Your yard looks lovely perenzo! Myserscough way out may be a bit too far, but definatley worth considering thanks! Ive also considered woodcocks, oakfield, peter murphys yard, a few in chorley ect. xx


----------



## perenzo (14 January 2007)

It really hard to find a good yard and when you do, you arrive their and find the other liverys to be rude, hay is 6 pound a bale, straw 4.00 and its rubbish, and the all year round turnout suddenly be comes no turnout in winter, the day you move on !! Think we all know a yard like this

 Have you tried looking on this web site ?

www.equineonline.net/uk/equestrian_classifieds/livery_yards.htm

Whats Peter Murphys yard like ? Bet its nice, is it expensive ? sorry to be nosy


----------



## LIL PJ (14 January 2007)

I know what you mean, extras such as hay and shavings are turning out to be very expensive! To be honest, the bitchy/rude thing wouldnt bother me two hoots, im there to enjoy my horse ect , the price and loaction is my main thought. Peter murphys is beautiful and nice location. Its not cheap, think they only do half or full livery. Have seen lots of nice yards, just unfortunatley for the next 4 months im tied to close location. xx


----------



## mrdarcy (15 January 2007)

Hi!  I live in Lostock Hall but don't keep my horses round here.  I do know a few localish yards though...

Nigel Coupe's at Samlesbury...
Mather Fold Stables at Higher Walton
Paul's Farm, Leyland - I think its still going as a livery yard.  They also hold lots of shows.
Club Equestrian, Leyland - great facilities, not sure if they do DIY/Part livery though.

I know Oakfield very well - just come from there in fact - but the hacking isn't great (it's on a main road) and the indoor school is tiny (but at least they've got one).  The shop there is fab and Nigel who owns the place to great and very helpful.


----------



## LIL PJ (15 January 2007)

Yeah i tried mather fold, butt hey have no vacancies at the moment, arghhh!! Didnt like club equestrian at all im afraid. There are lots of lovely tards in our area, just a bit further then id like to travel really, as i live in lostock hall too!! there are quite a few new longton way out, but they are smaller private yards x


----------



## _jetset_ (15 January 2007)

Is there any you have looked at that you quite fancy?

What is Peter Murphey's like?


----------



## LIL PJ (15 January 2007)

well ive considered oakfield, woodcocks, pauls farm , harvey kays, Mather fold, A few in pemwortham (cant remember names) and a few in chorley. Peter murphys is lovely, heres the link i think..

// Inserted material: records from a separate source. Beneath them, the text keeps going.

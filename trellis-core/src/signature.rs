//! Structural method identity.
//!
//! A [`Signature`] is a method name plus its ordered parameter types. The
//! return type and the declaring interface are deliberately left out: two
//! interfaces declaring `fn render(&self, width: u16) -> String` share one
//! signature, so a single routing rule answers both.

use std::{
    any::TypeId,
    fmt,
    hash::{Hash, Hasher},
};

/// A runtime type key: `TypeId` for identity, type name for diagnostics.
#[derive(Clone, Copy)]
pub struct TypeKey {
    id: TypeId,
    name: &'static str,
}

impl TypeKey {
    /// Key of `T`.
    pub fn of<T: ?Sized + 'static>() -> Self {
        Self {
            id: TypeId::of::<T>(),
            name: std::any::type_name::<T>(),
        }
    }

    /// The type's identity.
    pub fn id(&self) -> TypeId {
        self.id
    }

    /// The type's name.
    pub fn name(&self) -> &'static str {
        self.name
    }
}

impl PartialEq for TypeKey {
    fn eq(&self, other: &Self) -> bool {
        self.id == other.id
    }
}

impl Eq for TypeKey {}

impl Hash for TypeKey {
    fn hash<H: Hasher>(&self, state: &mut H) {
        self.id.hash(state);
    }
}

impl fmt::Debug for TypeKey {
    fn fmt(&self, f: &mut fmt::Formatter<'_>) -> fmt::Result {
        f.write_str(self.name)
    }
}

/// The structural key of a method: name and ordered parameter types.
#[derive(Clone, PartialEq, Eq, Hash)]
pub struct Signature {
    name: &'static str,
    params: Vec<TypeKey>,
}

impl Signature {
    /// Create a signature.
    pub fn new(name: &'static str, params: Vec<TypeKey>) -> Self {
        Self { name, params }
    }

    /// The method name.
    pub fn name(&self) -> &'static str {
        self.name
    }

    /// The parameter types, in order.
    pub fn params(&self) -> &[TypeKey] {
        &self.params
    }
}

impl fmt::Display for Signature {
    fn fmt(&self, f: &mut fmt::Formatter<'_>) -> fmt::Result {
        write!(f, "{}(", self.name)?;
        for (i, param) in self.params.iter().enumerate() {
            if i > 0 {
                f.write_str(", ")?;
            }
            f.write_str(param.name())?;
        }
        f.write_str(")")
    }
}

impl fmt::Debug for Signature {
    fn fmt(&self, f: &mut fmt::Formatter<'_>) -> fmt::Result {
        fmt::Display::fmt(self, f)
    }
}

http://www.petermurphyuk.com/facilities.htm    its not cheap but loaction is fab x


----------



## Rachel_M (15 January 2007)

Looks great but how much is not cheap?


----------



## _jetset_ (15 January 2007)

Just had a look and it is FANTASTIC!


----------



## LIL PJ (15 January 2007)

Only do full livery, £85 per week, includes bedding, haylage ect.


----------



## _jetset_ (15 January 2007)

Oh right... not bad for full livery


----------



## LIL PJ (15 January 2007)

Not bad at all, but quite a change from paying about £42 a month diy lol.  Im never going to find anywhere arghhh.. Bloody horses... Keep eyes out guys, you're being a huge help! x


----------